I am thinking of an object called "user."  This object will be instatntiated
during a login process. But I want to use this to control the behavior of the
application since it will also encapsulate the logged-in user's security
profile.

What is the best strategy for creating one such object?

I initially thought of having a module wherein it is declared public. Even
if I do, I may need to pass in as a parameter by reference to the Login form
and by value to other forms. Would I have to have parameters in the forms'
New subroutine?
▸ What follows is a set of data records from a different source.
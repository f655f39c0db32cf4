//! Assembles the full dashboard report from a set of rental records.

use chrono::{NaiveDate, Utc};

use crate::analyzers::aggregate::{
    monthly_trend, season_pattern, total_users, weather_pattern, weekday_pattern,
    workingday_pattern, year_totals,
};
use crate::analyzers::rfm::rfm_summary;
use crate::analyzers::types::DashboardReport;
use crate::loader::{date_span, filter_date_range};
use crate::records::RentalRecord;

/// Recomputes every dashboard table over the given records.
pub fn build_report(records: &[RentalRecord]) -> DashboardReport {
    let span = date_span(records);
    DashboardReport {
        schema_version: 1,
        generated_at: Utc::now(),
        first_day: span.map(|(min, _)| min),
        last_day: span.map(|(_, max)| max),
        rows: records.len(),
        user_totals: total_users(records),
        season_pattern: season_pattern(records),
        weather_pattern: weather_pattern(records),
        year_totals: year_totals(records),
        monthly_trend: monthly_trend(records),
        weekday_pattern: weekday_pattern(records),
        workingday_pattern: workingday_pattern(records),
        rfm: rfm_summary(records),
    }
}

/// Builds the report over the rows inside the inclusive date range, the way
/// a range selection in the menu narrows every panel at once.
pub fn build_report_for_range(
    records: &[RentalRecord],
    start: Option<NaiveDate>,
    end: Option<NaiveDate>,
) -> DashboardReport {
    let filtered = filter_date_range(records, start, end);
    build_report(&filtered)
}
//! Groupby aggregations over the daily rental records.
//!
//! Each function is a pure projection from a slice of records to one result
//! table. Categorical groups appear in natural key order; month and weekday
//! tables follow the fixed calendar orderings declared on their key enums.

use std::collections::BTreeMap;

use crate::analyzers::types::{
    MonthlyTrendRow, SeasonRow, UserTotals, WeatherRow, WeekdayRow, WorkingDayRow, YearRow,
};
use crate::records::{Month, RentalRecord, Weekday};

/// Sums registered and casual users over every row.
pub fn total_users(records: &[RentalRecord]) -> UserTotals {
    let total_registered: u64 = records.iter().map(|r| r.registered).sum();
    let total_casual: u64 = records.iter().map(|r| r.casual).sum();
    UserTotals {
        total_registered,
        total_casual,
        total_combined: total_registered + total_casual,
    }
}

/// Registered/casual sums per season, for seasons present in the data.
pub fn season_pattern(records: &[RentalRecord]) -> Vec<SeasonRow> {
    let mut groups: BTreeMap<&str, (u64, u64)> = BTreeMap::new();
    for r in records {
        let entry = groups.entry(r.season.as_str()).or_default();
        entry.0 += r.registered;
        entry.1 += r.casual;
    }
    groups
        .into_iter()
        .map(|(season, (registered, casual))| SeasonRow {
            season: season.to_string(),
            registered,
            casual,
        })
        .collect()
}

/// Registered/casual sums per weather situation present in the data.
pub fn weather_pattern(records: &[RentalRecord]) -> Vec<WeatherRow> {
    let mut groups: BTreeMap<&str, (u64, u64)> = BTreeMap::new();
    for r in records {
        let entry = groups.entry(r.weathersit.as_str()).or_default();
        entry.0 += r.registered;
        entry.1 += r.casual;
    }
    groups
        .into_iter()
        .map(|(weathersit, (registered, casual))| WeatherRow {
            weathersit: weathersit.to_string(),
            registered,
            casual,
        })
        .collect()
}

/// Total rentals per year.
pub fn year_totals(records: &[RentalRecord]) -> Vec<YearRow> {
    let mut groups: BTreeMap<&str, u64> = BTreeMap::new();
    for r in records {
        *groups.entry(r.yr.as_str()).or_default() += r.cnt;
    }
    groups
        .into_iter()
        .map(|(yr, cnt)| YearRow {
            yr: yr.to_string(),
            cnt,
        })
        .collect()
}

/// Total rentals per (year, month). Months sort in calendar order within
/// each year no matter where they first appear in the input.
pub fn monthly_trend(records: &[RentalRecord]) -> Vec<MonthlyTrendRow> {
    let mut groups: BTreeMap<(&str, Month), u64> = BTreeMap::new();
    for r in records {
        *groups.entry((r.yr.as_str(), r.mnth)).or_default() += r.cnt;
    }
    groups
        .into_iter()
        .map(|((yr, mnth), cnt)| MonthlyTrendRow {
            yr: yr.to_string(),
            mnth,
            cnt,
        })
        .collect()
}

/// Total rentals per weekday from the dataset's weekday column, always in
/// Sunday..Saturday order. Days with no rows report a zero total; an empty
/// input yields an empty table.
pub fn weekday_pattern(records: &[RentalRecord]) -> Vec<WeekdayRow> {
    if records.is_empty() {
        return Vec::new();
    }
    let mut sums = [0u64; 7];
    for r in records {
        sums[r.weekday as usize] += r.cnt;
    }
    Weekday::ALL
        .iter()
        .map(|&weekday| WeekdayRow {
            weekday,
            cnt: sums[weekday as usize],
        })
        .collect()
}

/// Total rentals for working days vs. days off, for flags present in the
/// data; days off sort first.
pub fn workingday_pattern(records: &[RentalRecord]) -> Vec<WorkingDayRow> {
    let mut groups: BTreeMap<bool, u64> = BTreeMap::new();
    for r in records {
        *groups.entry(r.workingday).or_default() += r.cnt;
    }
    groups
        .into_iter()
        .map(|(workingday, cnt)| WorkingDayRow { workingday, cnt })
        .collect()
}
Or, is there a more elegant way to make this exposed
throughout the application?

Venkat
Tom Shelton - 26 Oct 2004 05:21 GMT
> Hello:
>
[quoted text clipped - 12 lines]
>
> Venkat

You could always create the object as a singleton...

Public Class User
    Private Shared instance As User

    ' Allow no uncontroled instances
    Private Sub New ()
    End Sub

    ' Create a shared constructor - this
    ' will be called sometime before first access
    Shared Sub New ()
        instance = new User ()
    End Sub

    ' do all your properties/methods

    Public Shared Function GetInstance () As User
        Return User.instance
    End Sub
End Class

This is a very simple example - but essentially what this allows is that
anywhere in your code you can say:

Dim currentUser As User = User.GetInstance ()
' Do stuff

And all parts of your program will refere to the single shared instance
of the User class.

Signature

Tom Shelton [MVP]

vvenk - 26 Oct 2004 11:29 GMT
Tom:

Wonderful suggestion. Thanks.

> > Hello:
> >
[quoted text clipped - 43 lines]
> And all parts of your program will refere to the single shared instance
> of the User class.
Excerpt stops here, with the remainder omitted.